Data records:
· · · · · · ·

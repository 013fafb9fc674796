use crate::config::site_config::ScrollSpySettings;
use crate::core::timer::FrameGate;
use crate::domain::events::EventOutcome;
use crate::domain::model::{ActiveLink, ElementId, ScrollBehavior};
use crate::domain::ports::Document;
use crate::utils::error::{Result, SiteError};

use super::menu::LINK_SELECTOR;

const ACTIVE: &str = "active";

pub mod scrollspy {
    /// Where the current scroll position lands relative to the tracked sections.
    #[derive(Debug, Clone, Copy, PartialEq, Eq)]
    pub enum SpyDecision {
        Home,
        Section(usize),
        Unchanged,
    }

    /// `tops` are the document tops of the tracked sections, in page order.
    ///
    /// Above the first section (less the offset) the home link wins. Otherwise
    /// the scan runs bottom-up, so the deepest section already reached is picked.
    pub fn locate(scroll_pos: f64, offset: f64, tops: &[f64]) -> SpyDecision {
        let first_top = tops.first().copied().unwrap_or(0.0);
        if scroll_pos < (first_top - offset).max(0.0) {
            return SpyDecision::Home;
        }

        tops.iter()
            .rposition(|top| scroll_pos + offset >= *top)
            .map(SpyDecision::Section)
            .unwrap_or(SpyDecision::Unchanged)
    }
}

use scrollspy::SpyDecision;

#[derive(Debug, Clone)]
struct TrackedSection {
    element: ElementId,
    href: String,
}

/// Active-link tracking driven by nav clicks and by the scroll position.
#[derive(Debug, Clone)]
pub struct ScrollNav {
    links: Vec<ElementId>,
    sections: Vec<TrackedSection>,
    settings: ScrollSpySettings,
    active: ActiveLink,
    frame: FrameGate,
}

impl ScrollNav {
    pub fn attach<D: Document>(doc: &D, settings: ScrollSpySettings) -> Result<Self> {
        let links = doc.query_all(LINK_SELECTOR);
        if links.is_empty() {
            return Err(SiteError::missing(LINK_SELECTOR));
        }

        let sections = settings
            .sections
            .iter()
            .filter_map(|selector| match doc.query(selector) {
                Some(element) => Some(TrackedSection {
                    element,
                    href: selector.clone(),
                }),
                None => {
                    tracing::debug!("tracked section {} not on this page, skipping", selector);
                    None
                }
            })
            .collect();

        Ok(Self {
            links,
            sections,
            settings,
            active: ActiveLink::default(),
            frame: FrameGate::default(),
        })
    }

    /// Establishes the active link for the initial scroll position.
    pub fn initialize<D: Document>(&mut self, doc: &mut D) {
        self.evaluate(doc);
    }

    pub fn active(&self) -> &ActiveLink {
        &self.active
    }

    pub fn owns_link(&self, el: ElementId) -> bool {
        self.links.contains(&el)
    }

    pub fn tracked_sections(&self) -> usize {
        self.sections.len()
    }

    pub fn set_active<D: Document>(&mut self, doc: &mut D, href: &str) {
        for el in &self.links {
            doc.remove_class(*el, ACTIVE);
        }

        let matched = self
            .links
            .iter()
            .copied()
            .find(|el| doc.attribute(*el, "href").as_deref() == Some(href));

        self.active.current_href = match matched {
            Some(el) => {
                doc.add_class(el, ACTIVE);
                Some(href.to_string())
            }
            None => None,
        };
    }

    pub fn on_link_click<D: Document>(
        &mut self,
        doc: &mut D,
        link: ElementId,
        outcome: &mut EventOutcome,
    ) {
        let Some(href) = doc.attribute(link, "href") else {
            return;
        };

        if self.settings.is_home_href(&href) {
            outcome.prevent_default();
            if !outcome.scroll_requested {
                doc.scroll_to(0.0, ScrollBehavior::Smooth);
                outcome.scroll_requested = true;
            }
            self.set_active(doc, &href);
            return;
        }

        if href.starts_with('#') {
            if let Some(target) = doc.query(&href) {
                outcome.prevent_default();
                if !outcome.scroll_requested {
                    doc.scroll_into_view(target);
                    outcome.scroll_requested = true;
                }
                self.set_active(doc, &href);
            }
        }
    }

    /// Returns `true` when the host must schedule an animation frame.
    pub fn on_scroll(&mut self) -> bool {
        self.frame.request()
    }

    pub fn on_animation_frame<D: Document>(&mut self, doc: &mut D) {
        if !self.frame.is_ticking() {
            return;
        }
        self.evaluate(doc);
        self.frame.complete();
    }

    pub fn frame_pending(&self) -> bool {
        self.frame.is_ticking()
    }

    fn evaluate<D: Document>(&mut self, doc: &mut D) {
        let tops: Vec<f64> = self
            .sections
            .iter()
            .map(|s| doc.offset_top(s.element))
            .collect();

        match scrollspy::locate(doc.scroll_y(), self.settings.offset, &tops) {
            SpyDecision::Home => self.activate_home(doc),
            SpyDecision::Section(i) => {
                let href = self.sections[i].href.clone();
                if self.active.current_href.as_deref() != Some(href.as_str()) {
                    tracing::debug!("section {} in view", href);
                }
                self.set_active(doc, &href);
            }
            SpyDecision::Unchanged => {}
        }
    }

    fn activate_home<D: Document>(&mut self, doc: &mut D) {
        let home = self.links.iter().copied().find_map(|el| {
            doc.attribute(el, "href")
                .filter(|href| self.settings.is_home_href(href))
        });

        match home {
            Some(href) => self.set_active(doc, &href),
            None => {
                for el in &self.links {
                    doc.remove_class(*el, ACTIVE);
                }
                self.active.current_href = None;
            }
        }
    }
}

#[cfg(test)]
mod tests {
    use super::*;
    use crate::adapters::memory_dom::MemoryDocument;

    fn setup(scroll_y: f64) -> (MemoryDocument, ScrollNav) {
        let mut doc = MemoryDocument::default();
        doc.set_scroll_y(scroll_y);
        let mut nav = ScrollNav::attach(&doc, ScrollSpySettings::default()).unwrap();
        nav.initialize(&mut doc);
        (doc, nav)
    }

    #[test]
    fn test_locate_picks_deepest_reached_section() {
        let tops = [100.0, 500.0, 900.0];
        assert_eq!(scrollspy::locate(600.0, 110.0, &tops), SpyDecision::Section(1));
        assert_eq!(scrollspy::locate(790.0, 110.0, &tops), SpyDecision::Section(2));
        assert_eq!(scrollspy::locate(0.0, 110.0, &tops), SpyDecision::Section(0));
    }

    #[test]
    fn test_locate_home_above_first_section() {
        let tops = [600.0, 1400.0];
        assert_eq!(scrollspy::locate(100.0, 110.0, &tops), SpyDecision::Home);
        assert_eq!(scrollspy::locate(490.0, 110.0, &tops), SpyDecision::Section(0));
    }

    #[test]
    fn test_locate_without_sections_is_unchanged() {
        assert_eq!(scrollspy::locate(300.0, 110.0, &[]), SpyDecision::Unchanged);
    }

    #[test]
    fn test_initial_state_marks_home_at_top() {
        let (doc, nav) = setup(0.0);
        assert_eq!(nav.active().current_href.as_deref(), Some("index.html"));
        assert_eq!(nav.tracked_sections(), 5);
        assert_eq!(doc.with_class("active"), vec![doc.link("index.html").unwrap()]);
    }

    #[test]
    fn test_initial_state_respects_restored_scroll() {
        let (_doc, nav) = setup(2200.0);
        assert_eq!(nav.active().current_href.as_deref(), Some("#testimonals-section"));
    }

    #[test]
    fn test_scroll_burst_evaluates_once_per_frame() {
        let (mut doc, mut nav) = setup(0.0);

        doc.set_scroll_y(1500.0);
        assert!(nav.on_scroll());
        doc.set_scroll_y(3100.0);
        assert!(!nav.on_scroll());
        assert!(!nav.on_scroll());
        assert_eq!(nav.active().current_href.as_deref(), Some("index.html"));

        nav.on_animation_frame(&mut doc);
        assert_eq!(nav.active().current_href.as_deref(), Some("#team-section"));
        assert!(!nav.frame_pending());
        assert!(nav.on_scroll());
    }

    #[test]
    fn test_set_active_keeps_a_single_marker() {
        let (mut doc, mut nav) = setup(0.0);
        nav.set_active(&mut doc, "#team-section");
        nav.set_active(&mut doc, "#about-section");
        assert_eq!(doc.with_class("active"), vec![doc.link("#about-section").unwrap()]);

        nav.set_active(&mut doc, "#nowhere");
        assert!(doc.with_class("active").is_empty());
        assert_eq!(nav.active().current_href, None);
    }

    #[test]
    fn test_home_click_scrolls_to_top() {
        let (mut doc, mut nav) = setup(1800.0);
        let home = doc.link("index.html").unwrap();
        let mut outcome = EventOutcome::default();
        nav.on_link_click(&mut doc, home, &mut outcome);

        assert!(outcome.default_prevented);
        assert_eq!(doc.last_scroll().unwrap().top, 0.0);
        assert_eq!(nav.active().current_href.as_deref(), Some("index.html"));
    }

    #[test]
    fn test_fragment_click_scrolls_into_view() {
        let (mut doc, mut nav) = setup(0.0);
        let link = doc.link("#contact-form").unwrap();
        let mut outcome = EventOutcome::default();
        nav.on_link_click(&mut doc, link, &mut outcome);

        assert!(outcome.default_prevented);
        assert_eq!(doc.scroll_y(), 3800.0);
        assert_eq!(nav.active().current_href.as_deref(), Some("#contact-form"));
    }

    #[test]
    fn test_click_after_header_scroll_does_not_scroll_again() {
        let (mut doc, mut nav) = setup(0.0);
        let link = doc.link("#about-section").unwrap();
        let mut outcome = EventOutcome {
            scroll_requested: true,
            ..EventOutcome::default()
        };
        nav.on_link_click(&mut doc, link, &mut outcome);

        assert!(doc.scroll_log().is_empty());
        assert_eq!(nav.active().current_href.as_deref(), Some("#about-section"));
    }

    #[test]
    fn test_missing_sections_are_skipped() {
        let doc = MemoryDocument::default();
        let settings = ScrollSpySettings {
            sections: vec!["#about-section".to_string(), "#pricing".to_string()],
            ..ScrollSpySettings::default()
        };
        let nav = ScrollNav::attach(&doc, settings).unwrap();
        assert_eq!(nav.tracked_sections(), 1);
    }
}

· · · · · · ·

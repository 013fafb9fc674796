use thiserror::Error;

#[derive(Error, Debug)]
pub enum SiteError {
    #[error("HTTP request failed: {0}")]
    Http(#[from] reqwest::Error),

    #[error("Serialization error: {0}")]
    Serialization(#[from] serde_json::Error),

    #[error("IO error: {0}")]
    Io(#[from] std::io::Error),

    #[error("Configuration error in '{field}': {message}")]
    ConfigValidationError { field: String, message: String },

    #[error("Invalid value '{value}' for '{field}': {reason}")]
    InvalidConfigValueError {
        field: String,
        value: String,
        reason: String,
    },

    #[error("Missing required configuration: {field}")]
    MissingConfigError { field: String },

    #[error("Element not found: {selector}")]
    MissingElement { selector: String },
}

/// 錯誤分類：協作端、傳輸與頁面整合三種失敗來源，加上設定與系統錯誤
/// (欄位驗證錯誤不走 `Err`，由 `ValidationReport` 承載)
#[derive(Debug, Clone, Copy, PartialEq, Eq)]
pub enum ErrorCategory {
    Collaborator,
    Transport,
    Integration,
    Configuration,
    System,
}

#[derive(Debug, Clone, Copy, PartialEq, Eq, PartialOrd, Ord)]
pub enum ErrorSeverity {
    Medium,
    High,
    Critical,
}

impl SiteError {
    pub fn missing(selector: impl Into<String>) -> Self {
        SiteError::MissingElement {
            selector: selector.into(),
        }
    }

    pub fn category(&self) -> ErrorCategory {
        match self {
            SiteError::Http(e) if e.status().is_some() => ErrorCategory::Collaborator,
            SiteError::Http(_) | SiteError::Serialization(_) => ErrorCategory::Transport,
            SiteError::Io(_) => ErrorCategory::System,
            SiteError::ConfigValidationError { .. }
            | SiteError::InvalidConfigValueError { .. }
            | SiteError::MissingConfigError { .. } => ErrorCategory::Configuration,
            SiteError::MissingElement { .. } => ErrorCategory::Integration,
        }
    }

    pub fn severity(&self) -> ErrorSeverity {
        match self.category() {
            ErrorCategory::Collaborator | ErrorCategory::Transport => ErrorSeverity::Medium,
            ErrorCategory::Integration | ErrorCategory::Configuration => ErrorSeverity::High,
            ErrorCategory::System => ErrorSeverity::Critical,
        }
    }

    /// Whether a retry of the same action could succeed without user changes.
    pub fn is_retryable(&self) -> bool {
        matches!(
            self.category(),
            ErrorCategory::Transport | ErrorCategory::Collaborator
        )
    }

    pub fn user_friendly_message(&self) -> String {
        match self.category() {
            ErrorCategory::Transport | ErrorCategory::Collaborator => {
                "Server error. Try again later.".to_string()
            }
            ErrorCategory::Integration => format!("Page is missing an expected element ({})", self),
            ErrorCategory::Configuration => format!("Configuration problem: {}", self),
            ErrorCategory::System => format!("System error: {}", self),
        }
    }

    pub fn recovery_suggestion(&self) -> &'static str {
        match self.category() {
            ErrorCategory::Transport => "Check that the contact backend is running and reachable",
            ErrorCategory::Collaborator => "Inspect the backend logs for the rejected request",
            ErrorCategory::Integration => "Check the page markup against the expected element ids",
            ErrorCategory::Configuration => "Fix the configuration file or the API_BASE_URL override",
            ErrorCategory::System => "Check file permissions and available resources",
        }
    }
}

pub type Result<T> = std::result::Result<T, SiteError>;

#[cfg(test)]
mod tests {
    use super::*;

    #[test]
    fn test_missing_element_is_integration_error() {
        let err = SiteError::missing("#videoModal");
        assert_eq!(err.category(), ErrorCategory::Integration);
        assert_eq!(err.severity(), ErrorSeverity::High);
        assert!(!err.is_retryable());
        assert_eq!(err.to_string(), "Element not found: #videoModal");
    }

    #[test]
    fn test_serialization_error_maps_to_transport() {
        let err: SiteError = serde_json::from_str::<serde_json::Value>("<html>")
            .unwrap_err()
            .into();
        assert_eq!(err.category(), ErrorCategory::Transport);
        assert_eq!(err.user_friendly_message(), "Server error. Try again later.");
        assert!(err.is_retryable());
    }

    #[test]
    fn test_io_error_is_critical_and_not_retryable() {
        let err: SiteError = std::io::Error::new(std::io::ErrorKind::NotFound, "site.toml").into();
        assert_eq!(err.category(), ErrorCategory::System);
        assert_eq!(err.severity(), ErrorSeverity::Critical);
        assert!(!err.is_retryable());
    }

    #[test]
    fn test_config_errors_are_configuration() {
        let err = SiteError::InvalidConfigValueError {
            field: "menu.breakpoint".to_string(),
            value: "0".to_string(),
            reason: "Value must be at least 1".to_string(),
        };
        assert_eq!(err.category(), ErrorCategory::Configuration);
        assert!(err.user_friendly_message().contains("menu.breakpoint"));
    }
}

· · · · · · ·

What is being asked | Beginning with the line above that contains "assert_eq!(err.category(), ErrorCategory::Transport);", copy each line exactly up to and including the line that contains "assert_eq!(err.category(), ErrorCategory::Configuration);", and go no further.

Answer to this problem |
        assert_eq!(err.category(), ErrorCategory::Transport);
        assert_eq!(err.user_friendly_message(), "Server error. Try again later.");
        assert!(err.is_retryable());
    }

    #[test]
    fn test_io_error_is_critical_and_not_retryable() {
        let err: SiteError = std::io::Error::new(std::io::ErrorKind::NotFound, "site.toml").into();
        assert_eq!(err.category(), ErrorCategory::System);
        assert_eq!(err.severity(), ErrorSeverity::Critical);
        assert!(!err.is_retryable());
    }

    #[test]
    fn test_config_errors_are_configuration() {
        let err = SiteError::InvalidConfigValueError {
            field: "menu.breakpoint".to_string(),
            value: "0".to_string(),
            reason: "Value must be at least 1".to_string(),
        };
        assert_eq!(err.category(), ErrorCategory::Configuration);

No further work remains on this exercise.